• _PROBLEM_
Look for "Copy" in each line of the entries, and return the matching lines.

• _DATA FOR PROCESSING_

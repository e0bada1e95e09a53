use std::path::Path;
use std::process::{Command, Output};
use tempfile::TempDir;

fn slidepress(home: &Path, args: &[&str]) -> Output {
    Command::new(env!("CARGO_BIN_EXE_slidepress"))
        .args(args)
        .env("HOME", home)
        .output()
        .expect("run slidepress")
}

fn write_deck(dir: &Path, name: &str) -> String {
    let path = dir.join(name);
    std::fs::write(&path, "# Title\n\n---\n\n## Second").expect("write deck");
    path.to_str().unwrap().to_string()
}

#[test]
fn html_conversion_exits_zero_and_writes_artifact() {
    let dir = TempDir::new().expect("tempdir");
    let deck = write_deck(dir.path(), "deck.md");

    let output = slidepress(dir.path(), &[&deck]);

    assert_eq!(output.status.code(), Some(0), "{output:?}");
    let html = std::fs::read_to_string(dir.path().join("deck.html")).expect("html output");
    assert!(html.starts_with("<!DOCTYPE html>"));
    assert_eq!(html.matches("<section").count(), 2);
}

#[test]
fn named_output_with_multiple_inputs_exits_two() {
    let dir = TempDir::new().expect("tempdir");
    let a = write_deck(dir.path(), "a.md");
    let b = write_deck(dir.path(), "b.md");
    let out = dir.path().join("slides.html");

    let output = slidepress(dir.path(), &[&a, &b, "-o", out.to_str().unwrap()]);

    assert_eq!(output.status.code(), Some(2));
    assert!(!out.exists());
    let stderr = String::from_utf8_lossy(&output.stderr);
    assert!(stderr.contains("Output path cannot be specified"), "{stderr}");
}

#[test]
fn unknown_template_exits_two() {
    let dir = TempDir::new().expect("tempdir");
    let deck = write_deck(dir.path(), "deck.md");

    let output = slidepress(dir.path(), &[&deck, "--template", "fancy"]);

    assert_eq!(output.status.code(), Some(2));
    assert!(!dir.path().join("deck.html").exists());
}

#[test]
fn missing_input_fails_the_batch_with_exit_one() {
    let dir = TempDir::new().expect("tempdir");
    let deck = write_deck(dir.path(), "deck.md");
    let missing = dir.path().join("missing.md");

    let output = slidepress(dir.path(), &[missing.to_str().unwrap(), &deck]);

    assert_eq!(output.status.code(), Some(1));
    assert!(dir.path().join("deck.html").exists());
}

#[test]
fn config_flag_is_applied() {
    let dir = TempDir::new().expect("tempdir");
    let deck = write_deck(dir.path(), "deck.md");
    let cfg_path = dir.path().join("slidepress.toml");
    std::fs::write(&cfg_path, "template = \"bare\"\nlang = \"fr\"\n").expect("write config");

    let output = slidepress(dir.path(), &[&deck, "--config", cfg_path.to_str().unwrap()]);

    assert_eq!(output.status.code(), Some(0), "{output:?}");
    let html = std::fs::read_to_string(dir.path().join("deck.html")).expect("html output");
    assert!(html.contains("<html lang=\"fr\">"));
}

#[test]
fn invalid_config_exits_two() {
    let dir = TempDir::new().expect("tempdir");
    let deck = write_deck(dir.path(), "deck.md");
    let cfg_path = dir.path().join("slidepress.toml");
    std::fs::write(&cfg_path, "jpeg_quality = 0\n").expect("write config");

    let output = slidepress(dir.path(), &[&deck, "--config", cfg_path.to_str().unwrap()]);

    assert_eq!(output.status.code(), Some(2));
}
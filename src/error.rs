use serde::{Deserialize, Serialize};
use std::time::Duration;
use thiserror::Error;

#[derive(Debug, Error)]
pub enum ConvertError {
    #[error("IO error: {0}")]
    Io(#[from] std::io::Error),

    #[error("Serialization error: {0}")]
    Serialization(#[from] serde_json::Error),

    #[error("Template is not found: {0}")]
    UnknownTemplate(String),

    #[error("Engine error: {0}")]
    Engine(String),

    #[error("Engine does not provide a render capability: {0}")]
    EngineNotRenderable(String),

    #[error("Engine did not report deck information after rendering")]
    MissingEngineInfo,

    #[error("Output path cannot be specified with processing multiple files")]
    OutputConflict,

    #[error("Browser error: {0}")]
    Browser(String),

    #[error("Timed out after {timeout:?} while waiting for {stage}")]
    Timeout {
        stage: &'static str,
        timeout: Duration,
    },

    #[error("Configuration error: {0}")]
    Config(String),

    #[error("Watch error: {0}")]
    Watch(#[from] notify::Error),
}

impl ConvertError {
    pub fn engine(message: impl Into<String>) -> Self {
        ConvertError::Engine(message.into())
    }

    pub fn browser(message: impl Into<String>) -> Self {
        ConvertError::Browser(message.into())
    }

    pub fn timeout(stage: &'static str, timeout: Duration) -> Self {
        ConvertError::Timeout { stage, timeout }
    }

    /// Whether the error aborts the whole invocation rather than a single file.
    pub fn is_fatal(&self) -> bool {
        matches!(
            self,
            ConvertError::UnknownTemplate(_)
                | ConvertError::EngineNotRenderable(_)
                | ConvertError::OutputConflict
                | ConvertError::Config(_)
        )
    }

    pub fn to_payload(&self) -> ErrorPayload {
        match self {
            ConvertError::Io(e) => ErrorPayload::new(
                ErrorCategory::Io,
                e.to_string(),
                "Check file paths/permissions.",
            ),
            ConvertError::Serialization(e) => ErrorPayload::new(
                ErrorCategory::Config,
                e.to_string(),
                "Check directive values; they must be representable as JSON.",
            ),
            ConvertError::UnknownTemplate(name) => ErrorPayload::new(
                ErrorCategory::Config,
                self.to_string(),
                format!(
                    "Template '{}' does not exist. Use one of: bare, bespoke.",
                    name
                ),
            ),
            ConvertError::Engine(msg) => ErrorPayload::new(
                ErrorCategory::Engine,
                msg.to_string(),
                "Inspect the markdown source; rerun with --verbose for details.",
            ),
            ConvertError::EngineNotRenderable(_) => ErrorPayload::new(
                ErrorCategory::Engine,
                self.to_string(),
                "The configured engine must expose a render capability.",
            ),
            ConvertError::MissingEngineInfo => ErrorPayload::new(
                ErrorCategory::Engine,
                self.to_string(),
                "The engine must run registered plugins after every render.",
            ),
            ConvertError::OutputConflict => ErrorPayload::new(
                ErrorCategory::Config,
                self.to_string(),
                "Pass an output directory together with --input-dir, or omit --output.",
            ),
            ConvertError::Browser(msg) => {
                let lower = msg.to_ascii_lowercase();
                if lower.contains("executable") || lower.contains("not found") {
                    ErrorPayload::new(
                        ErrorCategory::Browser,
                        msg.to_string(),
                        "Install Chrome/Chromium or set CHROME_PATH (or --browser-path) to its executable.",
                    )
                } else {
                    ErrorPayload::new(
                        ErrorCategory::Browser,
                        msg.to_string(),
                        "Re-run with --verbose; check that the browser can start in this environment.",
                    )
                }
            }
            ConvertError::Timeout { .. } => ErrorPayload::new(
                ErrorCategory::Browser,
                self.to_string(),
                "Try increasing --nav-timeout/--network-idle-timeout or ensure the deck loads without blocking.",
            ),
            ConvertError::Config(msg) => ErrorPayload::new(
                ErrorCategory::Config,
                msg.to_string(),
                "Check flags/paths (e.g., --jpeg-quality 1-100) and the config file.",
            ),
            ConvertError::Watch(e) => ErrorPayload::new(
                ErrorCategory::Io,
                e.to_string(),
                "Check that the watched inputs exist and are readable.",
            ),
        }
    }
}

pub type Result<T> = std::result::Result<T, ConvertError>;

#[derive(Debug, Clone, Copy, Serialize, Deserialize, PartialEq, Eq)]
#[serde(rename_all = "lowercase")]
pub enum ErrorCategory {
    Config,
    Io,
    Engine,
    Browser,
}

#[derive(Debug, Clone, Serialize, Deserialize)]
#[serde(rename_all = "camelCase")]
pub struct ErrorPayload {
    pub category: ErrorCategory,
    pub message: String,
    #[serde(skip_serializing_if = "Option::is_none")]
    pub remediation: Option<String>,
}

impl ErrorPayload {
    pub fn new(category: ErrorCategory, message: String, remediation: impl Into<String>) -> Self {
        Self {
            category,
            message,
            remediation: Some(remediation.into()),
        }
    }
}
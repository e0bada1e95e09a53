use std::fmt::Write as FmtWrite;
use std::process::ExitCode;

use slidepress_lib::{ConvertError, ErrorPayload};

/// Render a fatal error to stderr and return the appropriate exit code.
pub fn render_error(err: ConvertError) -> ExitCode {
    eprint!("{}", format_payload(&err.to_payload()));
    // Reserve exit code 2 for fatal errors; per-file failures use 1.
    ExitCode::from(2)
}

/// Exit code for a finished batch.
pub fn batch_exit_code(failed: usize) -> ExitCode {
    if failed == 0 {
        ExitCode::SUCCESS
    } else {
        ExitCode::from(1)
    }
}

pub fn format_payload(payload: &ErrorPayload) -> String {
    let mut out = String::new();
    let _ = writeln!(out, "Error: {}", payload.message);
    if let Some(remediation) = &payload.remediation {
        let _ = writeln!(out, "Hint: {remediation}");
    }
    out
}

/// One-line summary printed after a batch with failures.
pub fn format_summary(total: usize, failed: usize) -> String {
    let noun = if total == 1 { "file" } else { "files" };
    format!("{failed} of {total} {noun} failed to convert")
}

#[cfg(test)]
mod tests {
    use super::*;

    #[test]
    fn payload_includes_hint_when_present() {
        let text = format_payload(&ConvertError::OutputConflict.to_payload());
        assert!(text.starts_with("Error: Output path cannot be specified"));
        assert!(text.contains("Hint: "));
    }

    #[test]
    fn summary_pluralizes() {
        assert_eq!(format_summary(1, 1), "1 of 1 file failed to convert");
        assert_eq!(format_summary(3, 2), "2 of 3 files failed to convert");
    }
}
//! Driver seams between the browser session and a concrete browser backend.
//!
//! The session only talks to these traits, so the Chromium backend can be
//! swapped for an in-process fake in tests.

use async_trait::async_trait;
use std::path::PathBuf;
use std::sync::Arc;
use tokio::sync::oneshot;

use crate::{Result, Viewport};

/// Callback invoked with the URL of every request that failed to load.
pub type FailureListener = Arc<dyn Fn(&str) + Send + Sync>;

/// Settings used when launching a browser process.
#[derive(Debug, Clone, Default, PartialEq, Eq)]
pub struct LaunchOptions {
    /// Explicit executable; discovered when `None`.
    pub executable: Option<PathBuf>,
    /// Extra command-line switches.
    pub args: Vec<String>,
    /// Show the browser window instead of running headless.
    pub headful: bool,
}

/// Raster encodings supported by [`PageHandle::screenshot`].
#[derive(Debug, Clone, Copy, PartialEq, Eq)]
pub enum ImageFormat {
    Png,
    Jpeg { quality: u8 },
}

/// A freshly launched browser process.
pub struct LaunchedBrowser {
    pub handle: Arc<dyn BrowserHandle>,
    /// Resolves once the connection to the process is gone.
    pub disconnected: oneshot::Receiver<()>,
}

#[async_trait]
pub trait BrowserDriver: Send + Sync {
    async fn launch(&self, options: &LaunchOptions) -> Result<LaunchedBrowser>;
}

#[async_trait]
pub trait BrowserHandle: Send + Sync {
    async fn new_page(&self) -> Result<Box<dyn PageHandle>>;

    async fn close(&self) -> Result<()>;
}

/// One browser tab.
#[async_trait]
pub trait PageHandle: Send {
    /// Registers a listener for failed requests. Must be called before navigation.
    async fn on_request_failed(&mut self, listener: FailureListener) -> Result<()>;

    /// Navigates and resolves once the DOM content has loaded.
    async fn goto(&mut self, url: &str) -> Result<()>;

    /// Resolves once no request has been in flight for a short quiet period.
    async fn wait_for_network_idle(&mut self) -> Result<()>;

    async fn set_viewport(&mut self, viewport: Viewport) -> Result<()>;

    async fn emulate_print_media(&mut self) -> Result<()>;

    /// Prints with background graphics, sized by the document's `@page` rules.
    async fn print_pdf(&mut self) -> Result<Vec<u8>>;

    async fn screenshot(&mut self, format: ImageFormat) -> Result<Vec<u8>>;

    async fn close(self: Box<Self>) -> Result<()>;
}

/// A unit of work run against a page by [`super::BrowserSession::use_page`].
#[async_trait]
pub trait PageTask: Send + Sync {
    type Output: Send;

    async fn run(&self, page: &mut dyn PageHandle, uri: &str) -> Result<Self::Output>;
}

• _TASK RESULT_
#[derive(Debug, Clone, Copy, Serialize, Deserialize, PartialEq, Eq)]
#[derive(Debug, Clone, Copy, PartialEq, Eq)]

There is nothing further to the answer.